Beau M. LaFave (born June 27, 1992) is an American politician from Michigan. He was the member of the Michigan House of Representatives from District 108 from 2017 to 2022 and was a candidate for the Secretary of State of Michigan election in 2022. He lost the nomination to Kristina Karamo, who in turn lost the election to incumbent Secretary of State, Jocelyn Benson.

Early life and education 
LaFave was born in Iron Mountain, Michigan. LaFave uses a prosthetic leg due to a disability he has had since birth. He earned a Bachelor of Arts degree in international relations with a specialization in political economy from Michigan State University.  He attended Wayne State University Law School and did not receive a degree, leaving to pursue office as State Representative.

Career 
On November 8, 2016, LaFave was elected as a member of Michigan House of Representatives for District 108. LaFave defeated Scott A. Celello with 52.74% of the votes. On November 6, 2018, as an incumbent, LaFave won reelection. LaFave defeated Bob Romps with 61.64% of the votes.

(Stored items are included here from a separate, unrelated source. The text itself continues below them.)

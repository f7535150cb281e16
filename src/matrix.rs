//! Location indexing and matrix selection with great-circle fallback.

use std::collections::HashMap;

use tracing::{debug, warn};

use crate::haversine::HaversineMatrix;
use crate::model::Location;
use crate::traits::{DistanceMatrixProvider, TravelMatrix};

/// Unique locations of a planning cycle and their matrix positions.
///
/// Coordinates equal to six decimals (~0.1 m) share a position.
#[derive(Debug, Clone, Default)]
pub struct LocationIndex {
    locations: Vec<Location>,
    positions: HashMap<(i64, i64), usize>,
}

impl LocationIndex {
    pub fn build(locations: impl IntoIterator<Item = Location>) -> Self {
        let mut index = Self::default();
        for location in locations {
            index.insert(location);
        }
        index
    }

    /// Position of `location`, adding it if unseen.
    pub fn insert(&mut self, location: Location) -> usize {
        let next = self.locations.len();
        let position = *self.positions.entry(location_key(location)).or_insert(next);
        if position == next {
            self.locations.push(location);
        }
        position
    }

    pub fn locations(&self) -> &[Location] {
        &self.locations
    }

    pub fn len(&self) -> usize {
        self.locations.len()
    }

    pub fn is_empty(&self) -> bool {
        self.locations.is_empty()
    }

    pub fn position(&self, location: Location) -> Option<usize> {
        self.positions.get(&location_key(location)).copied()
    }
}

/// Microdegree grid cell. Integer keys put `-0.0` and `0.0` together.
fn location_key(location: Location) -> (i64, i64) {
    (microdegrees(location.lat), microdegrees(location.lng))
}

fn microdegrees(degrees: f64) -> i64 {
    (degrees * 1e6).round() as i64
}

/// Matrix plus how it was obtained.
#[derive(Debug, Clone)]
pub struct MatrixOutcome {
    pub matrix: TravelMatrix,
    /// True when great-circle estimates were used.
    pub approximate: bool,
    /// Why the road-network backend was not used, if it was requested.
    pub warning: Option<String>,
}

/// Build the travel matrix for `locations`.
///
/// With a road-network backend the external matrix is used when it succeeds
/// and has the right shape. Any failure degrades to the haversine estimate.
/// Never fails.
pub fn build_travel_matrix(
    locations: &[Location],
    road_network: Option<&dyn DistanceMatrixProvider>,
    speed_kmh: f64,
) -> MatrixOutcome {
    let fallback = HaversineMatrix::new(speed_kmh);

    let Some(provider) = road_network else {
        debug!(locations = locations.len(), "using great-circle travel matrix");
        return MatrixOutcome {
            matrix: fallback.compute(locations),
            approximate: true,
            warning: None,
        };
    };

    let warning = match provider.matrix_for(locations) {
        Ok(matrix) if matrix.is_complete_for(locations.len()) => {
            debug!(locations = locations.len(), "using road-network travel matrix");
            return MatrixOutcome {
                matrix,
                approximate: false,
                warning: None,
            };
        }
        Ok(matrix) => format!(
            "distance service returned {} rows for {} locations",
            matrix.len(),
            locations.len()
        ),
        Err(err) => err.to_string(),
    };

    warn!(%warning, "distance service unavailable, falling back to great-circle estimate");
    MatrixOutcome {
        matrix: fallback.compute(locations),
        approximate: true,
        warning: Some(warning),
    }
}

#[cfg(test)]
mod tests {
    use super::*;
    use crate::error::DistanceError;

    struct Failing;

    impl DistanceMatrixProvider for Failing {
        fn matrix_for(&self, _locations: &[Location]) -> Result<TravelMatrix, DistanceError> {
            Err(DistanceError::Service("NoRoute".to_string()))
        }
    }

    struct Truncated;

    impl DistanceMatrixProvider for Truncated {
        fn matrix_for(&self, _locations: &[Location]) -> Result<TravelMatrix, DistanceError> {
            Ok(TravelMatrix {
                durations: vec![vec![0]],
                distances_km: vec![vec![0.0]],
            })
        }
    }

    fn points() -> Vec<Location> {
        vec![Location::new(32.77, -96.79), Location::new(32.95, -96.82)]
    }

    #[test]
    fn dedupes_within_epsilon() {
        let index = LocationIndex::build([
            Location::new(32.7767, -96.7970),
            Location::new(32.77670001, -96.79700001),
            Location::new(32.9545, -96.8200),
        ]);
        assert_eq!(index.len(), 2);
        assert_eq!(index.position(Location::new(32.7767, -96.797)), Some(0));
        assert_eq!(index.position(Location::new(32.9545, -96.82)), Some(1));
        assert_eq!(index.position(Location::new(0.0, 0.0)), None);
    }

    #[test]
    fn signed_zero_and_rounding_neighbours_share_a_position() {
        let index = LocationIndex::build([
            Location::new(-0.0, 0.0),
            Location::new(0.0, -0.0),
            Location::new(1.0000001, 2.0),
            Location::new(0.9999999, 2.0),
        ]);
        assert_eq!(index.position(Location::new(0.0, 0.0)), Some(0));
        assert_eq!(index.position(Location::new(1.0, 2.0)), Some(1));
        assert_eq!(index.len(), 3);
    }

    #[test]
    fn without_backend_is_approximate() {
        let outcome = build_travel_matrix(&points(), None, 40.0);
        assert!(outcome.approximate);
        assert!(outcome.warning.is_none());
        assert!(outcome.matrix.duration(0, 1) > 0);
    }

    #[test]
    fn failing_backend_falls_back() {
        let outcome = build_travel_matrix(&points(), Some(&Failing), 40.0);
        assert!(outcome.approximate);
        assert!(outcome.warning.unwrap().contains("NoRoute"));
        assert_eq!(outcome.matrix, HaversineMatrix::new(40.0).compute(&points()));
    }

    #[test]
    fn misshapen_backend_matrix_falls_back() {
        let outcome = build_travel_matrix(&points(), Some(&Truncated), 40.0);
        assert!(outcome.approximate);
        assert!(outcome.matrix.is_complete_for(2));
    }

    #[test]
    fn working_backend_is_exact() {
        let outcome = build_travel_matrix(&points(), Some(&HaversineMatrix::new(60.0)), 40.0);
        assert!(!outcome.approximate);
        assert_eq!(outcome.matrix, HaversineMatrix::new(60.0).compute(&points()));
    }
}
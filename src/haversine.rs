//! Haversine distance matrix provider (fallback when the road network is unavailable).
//!
//! Uses great-circle distance to estimate travel time.
//! Less accurate than OSRM (ignores roads) but always available.

use crate::error::DistanceError;
use crate::model::{Location, Seconds};
use crate::traits::{DistanceMatrixProvider, TravelMatrix};

/// Average driving speed assumption for time estimation.
pub const DEFAULT_SPEED_KMH: f64 = 40.0;

/// Earth radius in kilometers.
const EARTH_RADIUS_KM: f64 = 6371.0;

/// Haversine-based distance matrix provider.
///
/// Estimates travel time using straight-line distance and an assumed speed.
#[derive(Debug, Clone)]
pub struct HaversineMatrix {
    /// Assumed average driving speed in km/h.
    pub speed_kmh: f64,
}

impl Default for HaversineMatrix {
    fn default() -> Self {
        Self {
            speed_kmh: DEFAULT_SPEED_KMH,
        }
    }
}

impl HaversineMatrix {
    pub fn new(speed_kmh: f64) -> Self {
        Self { speed_kmh }
    }

    /// Great-circle distance between two points in kilometers.
    pub fn haversine_km(from: Location, to: Location) -> f64 {
        let lat1_rad = from.lat.to_radians();
        let lat2_rad = to.lat.to_radians();
        let delta_lat = (to.lat - from.lat).to_radians();
        let delta_lng = (to.lng - from.lng).to_radians();

        let a = (delta_lat / 2.0).sin().powi(2)
            + lat1_rad.cos() * lat2_rad.cos() * (delta_lng / 2.0).sin().powi(2);
        let c = 2.0 * a.sqrt().asin();

        EARTH_RADIUS_KM * c
    }

    /// Convert distance in km to travel time in seconds.
    fn km_to_seconds(&self, km: f64) -> Seconds {
        let hours = km / self.speed_kmh;
        (hours * 3600.0).round() as Seconds
    }

    /// Infallible matrix computation.
    pub fn compute(&self, locations: &[Location]) -> TravelMatrix {
        let n = locations.len();
        let mut durations = vec![vec![0; n]; n];
        let mut distances_km = vec![vec![0.0; n]; n];

        for (i, from) in locations.iter().enumerate() {
            for (j, to) in locations.iter().enumerate() {
                if i != j {
                    let km = Self::haversine_km(*from, *to);
                    durations[i][j] = self.km_to_seconds(km);
                    distances_km[i][j] = km;
                }
            }
        }

        TravelMatrix {
            durations,
            distances_km,
        }
    }
}

impl DistanceMatrixProvider for HaversineMatrix {
    fn matrix_for(&self, locations: &[Location]) -> Result<TravelMatrix, DistanceError> {
        Ok(self.compute(locations))
    }
}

In January 2020, LaFave open carried his AR-style handgun at the Michigan State Capitol in protest of gun laws proposed by Governor Gretchen Whitmer. Two days later, the gun was stolen from LaFave's home in Lansing, Michigan, along with a .40-caliber handgun.

On November 18, 2020, LaFave introduced House Resolution No. 324 to impeach Governor Whitmer.
The state senate majority leader and state house speaker (both Republicans) opposed calls for impeachment, calling it "shameful".
The resolution was "dead on arrival", as the legislature had been adjourned and was not expected to take action in a lame duck session.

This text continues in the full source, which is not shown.